Records to process START

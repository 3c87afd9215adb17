//! Static HDF5/NeXus attributes per path category.

use crate::grammar::{try_classify, PathKind};
use std::collections::BTreeMap;

/// Attribute mapping of a group or dataset.
pub type Attrs = BTreeMap<String, String>;

const ATTRIBUTES: &[(PathKind, &[(&str, &str)])] = &[
    (PathKind::Root, &[("NX_class", "NXroot")]),
    (PathKind::Scan, &[("NX_class", "NXentry")]),
    (PathKind::Instrument, &[("NX_class", "NXinstrument")]),
    (PathKind::Positioners, &[("NX_class", "NXcollection")]),
    (PathKind::Measurement, &[("NX_class", "NXcollection")]),
    (PathKind::InstrumentMca, &[("NX_class", "NXdetector")]),
    (PathKind::McaInfo, &[("NX_class", "NXdetector")]),
    (PathKind::McaData, &[("interpretation", "spectrum")]),
    (PathKind::McaDataLink, &[("interpretation", "spectrum")]),
];

/// Returns the attributes attached to a path category.
#[must_use]
pub fn attributes_of(kind: PathKind) -> Attrs {
    ATTRIBUTES
        .iter()
        .find(|(k, _)| *k == kind)
        .map(|(_, pairs)| {
            pairs
                .iter()
                .map(|(key, value)| ((*key).to_string(), (*value).to_string()))
                .collect()
        })
        .unwrap_or_default()
}

/// Returns the attributes of the object at `path`.
///
/// Links carry the attributes of their target. Unrecognized paths have
/// no attributes.
#[must_use]
pub fn attributes_for(path: &str) -> Attrs {
    let Some(found) = try_classify(path) else {
        return Attrs::new();
    };
    if let Some(target) = found.link_target() {
        if let Some(target) = try_classify(&target) {
            return attributes_of(target.kind);
        }
    }
    attributes_of(found.kind)
}
//! spech5-core: Path grammar, dataset values and backing-store traits.
//!
//! This crate provides the pieces of the HDF5-like view over SPEC files
//! that do not depend on how the scans are read: path classification,
//! attributes, identifier extraction, dtype coercion, date normalization
//! and MCA de-multiplexing.
//!

pub mod attrs;
pub mod dataset;
pub mod date;
pub mod error;
pub mod grammar;
pub mod mca;
pub mod memory;
pub mod names;
pub mod source;

pub use attrs::{attributes_for, attributes_of, Attrs};
pub use dataset::{DType, Dataset, Payload, RawData};
pub use date::spec_date_to_iso8601;
pub use error::{Error, Result};
pub use grammar::{classify, PathClass, PathKind, PathMatch};
pub use mca::{McaTiming, DEFAULT_CALIBRATION};
pub use memory::{MemoryFile, MemoryScan};
pub use source::{ScanFile, ScanRecord};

Records to process END

The material must be repeated in full, with every line exact.

**Output of the task**.
repository 3c87afd9215adb17
//! Static HDF5/NeXus attributes per path category.

use crate::grammar::{try_classify, PathKind};
use std::collections::BTreeMap;

/// Attribute mapping of a group or dataset.
pub type Attrs = BTreeMap<String, String>;

const ATTRIBUTES: &[(PathKind, &[(&str, &str)])] = &[
    (PathKind::Root, &[("NX_class", "NXroot")]),
    (PathKind::Scan, &[("NX_class", "NXentry")]),
    (PathKind::Instrument, &[("NX_class", "NXinstrument")]),
    (PathKind::Positioners, &[("NX_class", "NXcollection")]),
    (PathKind::Measurement, &[("NX_class", "NXcollection")]),
    (PathKind::InstrumentMca, &[("NX_class", "NXdetector")]),
    (PathKind::McaInfo, &[("NX_class", "NXdetector")]),
    (PathKind::McaData, &[("interpretation", "spectrum")]),
    (PathKind::McaDataLink, &[("interpretation", "spectrum")]),
];

/// Returns the attributes attached to a path category.
#[must_use]
pub fn attributes_of(kind: PathKind) -> Attrs {
    ATTRIBUTES
        .iter()
        .find(|(k, _)| *k == kind)
        .map(|(_, pairs)| {
            pairs
                .iter()
                .map(|(key, value)| ((*key).to_string(), (*value).to_string()))
                .collect()
        })
        .unwrap_or_default()
}

/// Returns the attributes of the object at `path`.
///
/// Links carry the attributes of their target. Unrecognized paths have
/// no attributes.
#[must_use]
pub fn attributes_for(path: &str) -> Attrs {
    let Some(found) = try_classify(path) else {
        return Attrs::new();
    };
    if let Some(target) = found.link_target() {
        if let Some(target) = try_classify(&target) {
            return attributes_of(target.kind);
        }
    }
    attributes_of(found.kind)
}
//! spech5-core: Path grammar, dataset values and backing-store traits.
//!
//! This crate provides the pieces of the HDF5-like view over SPEC files
//! that do not depend on how the scans are read: path classification,
//! attributes, identifier extraction, dtype coercion, date normalization
//! and MCA de-multiplexing.
//!

pub mod attrs;
pub mod dataset;
pub mod date;
pub mod error;
pub mod grammar;
pub mod mca;
pub mod memory;
pub mod names;
pub mod source;

pub use attrs::{attributes_for, attributes_of, Attrs};
pub use dataset::{DType, Dataset, Payload, RawData};
pub use date::spec_date_to_iso8601;
pub use error::{Error, Result};
pub use grammar::{classify, PathClass, PathKind, PathMatch};
pub use mca::{McaTiming, DEFAULT_CALIBRATION};
pub use memory::{MemoryFile, MemoryScan};
pub use source::{ScanFile, ScanRecord};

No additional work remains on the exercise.